--- TASK DIRECTIONS ---
In the entries below, find each line with the word "info" and return it.

--- SUPPLIED MATERIAL ---
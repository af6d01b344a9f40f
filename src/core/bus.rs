//! Port lifecycle and bus arbitration
//!
//! One [`Bus`] owns one serial line. Its lock serializes open, close and every
//! transaction, so at most one request is ever in flight on the wire.
//! State changes are announced on channels handed out by [`Bus::subscribe`],
//! always after the lock has been released.

use super::transport::{Connector, SerialSettings, Transport, TransportError};
use crossbeam_channel::{Receiver, Sender};
use parking_lot::Mutex;

/// Port state change notification
#[derive(Debug, Clone, PartialEq, Eq)]
pub enum PortEvent {
    /// The port was opened
    Opened(String),
    /// The port was closed
    Closed(String),
}

/// Current port state
#[derive(Debug, Clone, PartialEq, Eq)]
pub enum PortState {
    /// No open handle
    Closed,
    /// Open handle on the named port
    Open(String),
}

/// A shared half-duplex line with exclusive access
pub struct Bus {
    settings: Mutex<SerialSettings>,
    connector: Box<dyn Connector>,
    port: Mutex<Option<Box<dyn Transport>>>,
    subscribers: Mutex<Vec<Sender<PortEvent>>>,
}

impl Bus {
    /// Create a closed bus that opens lines through `connector`
    pub fn new(settings: SerialSettings, connector: Box<dyn Connector>) -> Self {
        Self {
            settings: Mutex::new(settings),
            connector,
            port: Mutex::new(None),
            subscribers: Mutex::new(Vec::new()),
        }
    }

    /// Line configuration used by the next open
    pub fn settings(&self) -> SerialSettings {
        self.settings.lock().clone()
    }

    /// Replace the line configuration; takes effect on the next open
    pub fn set_settings(&self, settings: SerialSettings) {
        *self.settings.lock() = settings;
    }

    /// Receive a [`PortEvent`] after every open and close
    pub fn subscribe(&self) -> Receiver<PortEvent> {
        let (tx, rx) = crossbeam_channel::unbounded();
        self.subscribers.lock().push(tx);
        rx
    }

    /// Check if a handle is open
    pub fn is_open(&self) -> bool {
        self.port.lock().is_some()
    }

    /// Open or closed, with the port name
    pub fn state(&self) -> PortState {
        match self.port.lock().as_ref() {
            Some(port) => PortState::Open(port.name()),
            None => PortState::Closed,
        }
    }

    /// Open the line, logging failures.
    ///
    /// With `force` any existing handle is closed first. An already open
    /// handle is kept otherwise.
    pub fn open(&self, force: bool) -> Result<(), TransportError> {
        self.open_inner(force, true)
    }

    /// Like [`Bus::open`] but failures are not logged
    pub fn open_silent(&self, force: bool) -> Result<(), TransportError> {
        self.open_inner(force, false)
    }

    fn open_inner(&self, force: bool, log_errors: bool) -> Result<(), TransportError> {
        let mut events = Vec::with_capacity(2);
        let result = {
            let mut port = self.port.lock();
            if force {
                if let Some(name) = Self::release(&mut port, true) {
                    events.push(PortEvent::Closed(name));
                }
            }
            if port.is_none() {
                let settings = self.settings();
                match self.connector.connect(&settings) {
                    Ok(handle) => {
                        tracing::info!("{}", settings);
                        events.push(PortEvent::Opened(handle.name()));
                        *port = Some(handle);
                        Ok(())
                    }
                    Err(e) => {
                        if log_errors {
                            tracing::error!(port = %settings.port, "Failed to open port: {}", e);
                        }
                        Err(e)
                    }
                }
            } else {
                Ok(())
            }
        };
        self.notify(events);
        result
    }

    /// Close the line if open. Never fails; close errors are logged and dropped.
    ///
    /// `notify` controls whether the close itself is logged.
    pub fn close(&self, notify: bool) {
        let closed = Self::release(&mut self.port.lock(), notify);
        if let Some(name) = closed {
            self.notify(vec![PortEvent::Closed(name)]);
        }
    }

    fn release(port: &mut Option<Box<dyn Transport>>, log: bool) -> Option<String> {
        let mut handle = port.take()?;
        let name = handle.name();
        if log {
            tracing::info!("{} Close.", name);
        }
        if let Err(e) = handle.close() {
            tracing::warn!(port = %name, "Error while closing port: {}", e);
        }
        Some(name)
    }

    /// Run `f` with exclusive access to the open line.
    ///
    /// Returns `None` without calling `f` when no handle is open.
    pub fn with_port<R>(&self, f: impl FnOnce(&mut dyn Transport) -> R) -> Option<R> {
        let mut port = self.port.lock();
        let handle = port.as_mut()?;
        Some(f(handle.as_mut()))
    }

    fn notify(&self, events: Vec<PortEvent>) {
        if events.is_empty() {
            return;
        }
        let mut subscribers = self.subscribers.lock();
        subscribers.retain(|tx| events.iter().all(|event| tx.send(event.clone()).is_ok()));
    }
}

impl Drop for Bus {
    fn drop(&mut self) {
        Self::release(self.port.get_mut(), false);
    }
}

--- RESPONSE TO THIS TASK ---
                        tracing::info!("{}", settings);
            tracing::info!("{} Close.", name);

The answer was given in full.